In 1975 a group of us rented a great waterfront farm on Skipton Creek off of Wye Landing, just north of Easton MD. This of course was in the beginning of the heyday of Eastern Shore Canada goose hunting. The season was 90 days long with a daily limit of 3 geese per person per day with hunting allowed 6 days a week. Many was the day we took home limits! The best goose hunting was out of field pits (we had 2) and the duck shooting was OK but not great until the winter of 1977, when the bay froze solid from shore to shore from Tangier Island to Havre de Grace. In the few weeks before the ice closed, everything flew!

In 1983, we had another severe winter with bad ice conditions on our creek. That year was the end of a MD DNR 3-year experimental Canvasback season, which we had scant luck at in the first 2 years. The season was a week long for Cans, limit of 5 birds per day only one of which could be a hen. You had to have a free permit which registered you to report back to the DNR so they could build a data base on kill ratios, sex distributions, and such. We hit everything right that week; broke ice and moved decoy rigs several times a day, rigged out about 6 dozen Can decoys with other species, paid attention and did it right. At the end of the week we totaled 78 Canvasbacks killed, only 5 of which were hens, of which we were very proud. My young Lab learned more in that week than she had in all her 4 years of training and retrieving on the marsh. I will never forget it.
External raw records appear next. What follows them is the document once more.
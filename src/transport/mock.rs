//! Mock transport implementation for testing.
//!
//! This module provides a mock transport that operates entirely in-memory,
//! allowing tests to run without network dependencies.

use std::collections::VecDeque;
use std::sync::atomic::{AtomicU64, Ordering};

use parking_lot::Mutex;

use super::traits::{Request, Response, TransportClient};
use crate::Error;

/// Mock transport for testing.
///
/// Replies are served in FIFO order from a queue filled with
/// [`push_response`](Self::push_response). Every request is recorded so tests
/// can assert on methods, URLs, headers and bodies. When the queue is empty
/// the next request fails with a connection error.
///
/// ## Example
///
/// ```rust
/// use sensu_go::testing::MockTransport;
///
/// let mock = MockTransport::new();
/// mock.push_json(200, serde_json::json!({"metadata": {"name": "default"}}));
/// assert_eq!(mock.pending(), 1);
/// ```
pub struct MockTransport {
    /// Canned replies.
    responses: Mutex<VecDeque<Result<Response, Error>>>,
    /// Requests received so far.
    requests: Mutex<Vec<Request>>,
    /// Request counter.
    request_count: AtomicU64,
}

impl MockTransport {
    /// Creates a new mock transport with an empty reply queue.
    pub fn new() -> Self {
        Self {
            responses: Mutex::new(VecDeque::new()),
            requests: Mutex::new(Vec::new()),
            request_count: AtomicU64::new(0),
        }
    }

    /// Queues a reply.
    ///
    /// The reply's URL is replaced by the request URL when it is served, so
    /// the URL passed to [`Response::new`] does not matter.
    pub fn push_response(&self, response: Response) {
        self.responses.lock().push_back(Ok(response));
    }

    /// Queues a reply with a JSON body.
    pub fn push_json(&self, status: u16, body: serde_json::Value) {
        self.push_response(Response::new("", status, body.to_string()));
    }

    /// Queues a reply with a plain body.
    pub fn push_status(&self, status: u16, text: impl Into<String>) {
        self.push_response(Response::new("", status, text));
    }

    /// Queues a transport failure.
    pub fn push_error(&self, error: Error) {
        self.responses.lock().push_back(Err(error));
    }

    /// Returns the number of queued replies not yet served.
    pub fn pending(&self) -> usize {
        self.responses.lock().len()
    }

    /// Returns the number of requests made.
    pub fn request_count(&self) -> u64 {
        self.request_count.load(Ordering::Relaxed)
    }

    /// Returns a copy of every request received, oldest first.
    pub fn requests(&self) -> Vec<Request> {
        self.requests.lock().clone()
    }

    /// Returns the most recent request, if any.
    pub fn last_request(&self) -> Option<Request> {
        self.requests.lock().last().cloned()
    }
}

impl Default for MockTransport {
    fn default() -> Self {
        Self::new()
    }
}

impl std::fmt::Debug for MockTransport {
    fn fmt(&self, f: &mut std::fmt::Formatter<'_>) -> std::fmt::Result {
        f.debug_struct("MockTransport")
            .field("pending", &self.pending())
            .field("request_count", &self.request_count())
            .finish()
    }
}

#[async_trait::async_trait]
impl TransportClient for MockTransport {
    async fn send(&self, request: Request) -> Result<Response, Error> {
        self.request_count.fetch_add(1, Ordering::Relaxed);
        let url = request.url.to_string();
        self.requests.lock().push(request);

        let next = self.responses.lock().pop_front();
        match next {
            Some(Ok(response)) => {
                let served = Response::new(url, response.status(), response.text());
                Ok(response
                    .headers()
                    .iter()
                    .fold(served, |resp, (k, v)| resp.with_header(k.clone(), v.clone())))
            }
            Some(Err(error)) => Err(error),
            None => Err(Error::connection(format!("no mock response queued for {}", url))),
        }
    }
}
We had the farm almost 20 years, up until 1993, when the son of the deceased owner sold out. The property comprised 778 acres named after 3 parcels designated in the original land grant well before 1700; the Cleghorne Lands, the Long Woods, and Winodee (a contraction of the Scot settlers loosely translated as "Win Or Die." Ours was the Winodee. Below is a photo of the now demolished clubhouse of the Club Winodee.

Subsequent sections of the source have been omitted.